In a recent Report issued by the Chartered Management Institute (UK), CMI researched 1,533 CMI members across private, public and not-for-profit sectors, looking at manager behaviour. The key insights coming out of the research were:
- Managers are more likely then most to be lacking in empathy – up to 28% of managers have a risk of lacking empathy when making decisions.
- Managers become more robotic and less caring at work – suggesting that too many people switch off their humanity at work and prefer to follow orders.
- With age comes reason, and with maturity many more mavericks – Managers in their 50s score 27% lower on obedience and 12% higher on reason compared to their 20-something colleagues.
- Do we care? Women and men have different ethical preferences – an average, femal managers score 5% higher then men on the ethic of care at work – so diversity really matters.
- Religious faith affects ethical decisions – Managers with a religious faith (any faith) reported higher scores across all three ethical preferences.

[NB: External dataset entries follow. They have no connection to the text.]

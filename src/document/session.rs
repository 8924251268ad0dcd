//! The open document session owning the lopdf object graph.
//!
//! The session is the single writer for the whole pass. `finalize` consumes
//! it and is the only code path that materializes output; when any stage
//! fails, the session is dropped and the partially mutated in-memory state
//! goes with it.

use std::path::Path;

use lopdf::{Dictionary, Document, Object, ObjectId, Stream};
use tracing::{debug, info};

use crate::error::{Result, StructureError};

/// Cap on reference chains when dereferencing, against cyclic graphs
const MAX_DEREF_DEPTH: usize = 32;

pub struct Session {
    pub doc: Document,
    root_id: ObjectId,
}

impl Session {
    /// Opens the base document for edit.
    pub fn open<P: AsRef<Path>>(path: P) -> Result<Self> {
        let doc = Document::load(path.as_ref())?;
        let root_id = locate_root(&doc)?;
        info!(path = %path.as_ref().display(), objects = doc.objects.len(), "opened document");
        Ok(Self { doc, root_id })
    }

    /// Wraps an already loaded document. Used by tests that build synthetic
    /// documents in memory.
    pub fn from_document(doc: Document) -> Result<Self> {
        let root_id = locate_root(&doc)?;
        Ok(Self { doc, root_id })
    }

    pub fn catalog(&self) -> Result<&Dictionary> {
        Ok(self.doc.get_dictionary(self.root_id)?)
    }

    pub fn catalog_mut(&mut self) -> Result<&mut Dictionary> {
        Ok(self.doc.get_object_mut(self.root_id)?.as_dict_mut()?)
    }

    /// The document info dictionary, if any.
    pub fn info(&self) -> Option<&Dictionary> {
        let obj = self.doc.trailer.get(b"Info").ok()?;
        resolve(&self.doc, obj).ok()?.as_dict().ok()
    }

    /// Object id of the info dictionary, creating an empty one when the
    /// trailer has none (or carries it inline).
    pub fn ensure_info(&mut self) -> Result<ObjectId> {
        match self.doc.trailer.get(b"Info") {
            Ok(Object::Reference(id)) => Ok(*id),
            Ok(Object::Dictionary(dict)) => {
                let dict = dict.clone();
                let id = self.doc.add_object(Object::Dictionary(dict));
                self.doc.trailer.set("Info", Object::Reference(id));
                Ok(id)
            }
            _ => {
                let id = self.doc.add_object(Object::Dictionary(Dictionary::new()));
                self.doc.trailer.set("Info", Object::Reference(id));
                Ok(id)
            }
        }
    }

    /// The `/Info /Producer` string, used to pick the attachment discovery
    /// strategy.
    pub fn producer(&self) -> Option<String> {
        let info = self.info()?;
        text_string(info.get(b"Producer").ok()?)
    }

    /// The catalog-wide associated-files list as object ids, in order.
    /// Missing `/AF` yields an empty list; inline (non-reference) entries
    /// are skipped.
    pub fn af_list(&self) -> Result<Vec<ObjectId>> {
        let catalog = self.catalog()?;
        let array = match catalog.get(b"AF") {
            Ok(obj) => resolve(&self.doc, obj)?.as_array()?.clone(),
            Err(_) => return Ok(Vec::new()),
        };
        let mut ids = Vec::with_capacity(array.len());
        for entry in &array {
            match entry.as_reference() {
                Ok(id) => ids.push(id),
                Err(_) => debug!("skipping inline entry in /AF list"),
            }
        }
        Ok(ids)
    }

    /// Replaces the catalog `/AF` list. Any previously referenced array
    /// object becomes unreachable and is swept at finalization.
    pub fn set_af_list(&mut self, ids: &[ObjectId]) -> Result<()> {
        let array: Vec<Object> = ids.iter().map(|id| Object::Reference(*id)).collect();
        self.catalog_mut()?.set("AF", Object::Array(array));
        Ok(())
    }

    /// Sweeps unreachable objects and writes the enhanced document.
    ///
    /// Consumes the session: this is the only exit that publishes output.
    pub fn finalize<P: AsRef<Path>>(mut self, output: P) -> Result<()> {
        let swept = self.doc.prune_objects();
        info!(
            swept = swept.len(),
            remaining = self.doc.objects.len(),
            output = %output.as_ref().display(),
            "finalizing document"
        );
        self.doc.save(output.as_ref())?;
        Ok(())
    }
}

fn locate_root(doc: &Document) -> Result<ObjectId> {
    doc.trailer
        .get(b"Root")
        .and_then(Object::as_reference)
        .map_err(|_| StructureError::MissingObject("catalog".into()).into())
}

/// Follows reference chains to the underlying object, bounded against
/// cycles.
pub fn resolve<'a>(doc: &'a Document, mut obj: &'a Object) -> Result<&'a Object> {
    for _ in 0..MAX_DEREF_DEPTH {
        match obj {
            Object::Reference(id) => obj = doc.get_object(*id)?,
            _ => return Ok(obj),
        }
    }
    Err(StructureError::MissingObject("reference chain too deep".into()).into())
}

/// Decoded bytes of an embedded stream; falls back to the raw content when
/// the stream carries no filter lopdf can decode.
pub fn stream_bytes(stream: &Stream) -> Vec<u8> {
    stream
        .decompressed_content()
        .unwrap_or_else(|_| stream.content.clone())
}

/// Best-effort text decode of a PDF string object.
pub fn text_string(obj: &Object) -> Option<String> {
    let bytes = obj.as_str().ok()?;
    if bytes.starts_with(&[0xFE, 0xFF]) {
        // UTF-16BE text string
        let utf16: Vec<u16> = bytes[2..]
            .chunks_exact(2)
            .map(|pair| u16::from_be_bytes([pair[0], pair[1]]))
            .collect();
        String::from_utf16(&utf16).ok()
    } else {
        Some(String::from_utf8_lossy(bytes).into_owned())
    }
}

CMI recommends the following actions for Managers:
- Care more – make time to look at how you make decisions
- Stand up for what you believe
- Be a Leader – provider values-based leadership, people will follow you because of your character and values, not because of the size of your job title
- Be inclusive – be open to challenge and dissent – diversity of thought is critical so make difficult decisions with others
- Be professional – use the good practice that’s already out there
- Ask yourself the RIGHT questions – such as ‘are we acting with integrity’, ‘would we be happy if the truth was published?’